Task brief - Every line of the records below that holds the word "StorageConfig" belongs in the answer.

Collected data:
☆ ☆ ☆

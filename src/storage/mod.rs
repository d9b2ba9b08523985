//! Filesystem persistence.
//!
//! Everything this service stores lives under one data directory:
//! - Per-region leaderboard journals (JSONL, append-only)
//! - Analysis cache entries (one JSON file per fingerprint)
//! - Match average-rank annotations (JSONL)

use std::path::PathBuf;
use thiserror::Error;

use crate::models::Region;

mod cursor;
mod jsonl;
mod store;

pub use cursor::{decode_cursor, encode_cursor};
pub use jsonl::{JsonlReader, JsonlWriter};
pub use store::{LeaderboardPage, LeaderboardStore, TierFilter};

/// Errors that can occur during storage operations.
///
/// `Io`/`Json` mean the store itself is unavailable, and the serving
/// layer surfaces them distinctly from an empty result so an outage
/// never masquerades as an empty leaderboard.
#[derive(Debug, Error)]
pub enum StorageError {
    #[error("IO error: {0}")]
    Io(#[from] std::io::Error),

    #[error("JSON serialization error: {0}")]
    Json(#[from] serde_json::Error),

    #[error("invalid cursor")]
    InvalidCursor,

    #[error("player {player_id} has no leaderboard row in {region}")]
    PlayerNotFound { region: Region, player_id: String },
}

/// Configuration for storage paths.
#[derive(Debug, Clone)]
pub struct StorageConfig {
    pub data_dir: PathBuf,
}

impl StorageConfig {
    pub fn new(data_dir: PathBuf) -> Self {
        Self { data_dir }
    }

    pub fn leaderboard_dir(&self) -> PathBuf {
        self.data_dir.join("leaderboard")
    }

    /// Journal file for one region's ladder.
    pub fn region_journal(&self, region: Region) -> PathBuf {
        self.leaderboard_dir()
            .join(format!("{}.jsonl", region.as_str().to_lowercase()))
    }

    pub fn analysis_dir(&self) -> PathBuf {
        self.data_dir.join("analysis")
    }

    pub fn annotations_path(&self) -> PathBuf {
        self.data_dir.join("annotations").join("match_ranks.jsonl")
    }
}

impl Default for StorageConfig {
    fn default() -> Self {
        Self::new(PathBuf::from("./data"))
    }
}
pub mod admin;
pub mod analysis;
pub mod leaderboard;
pub mod meta;
pub mod ranks;
pub mod refresh;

☆ ☆ ☆

Result of the task -
pub struct StorageConfig {
impl StorageConfig {
impl Default for StorageConfig {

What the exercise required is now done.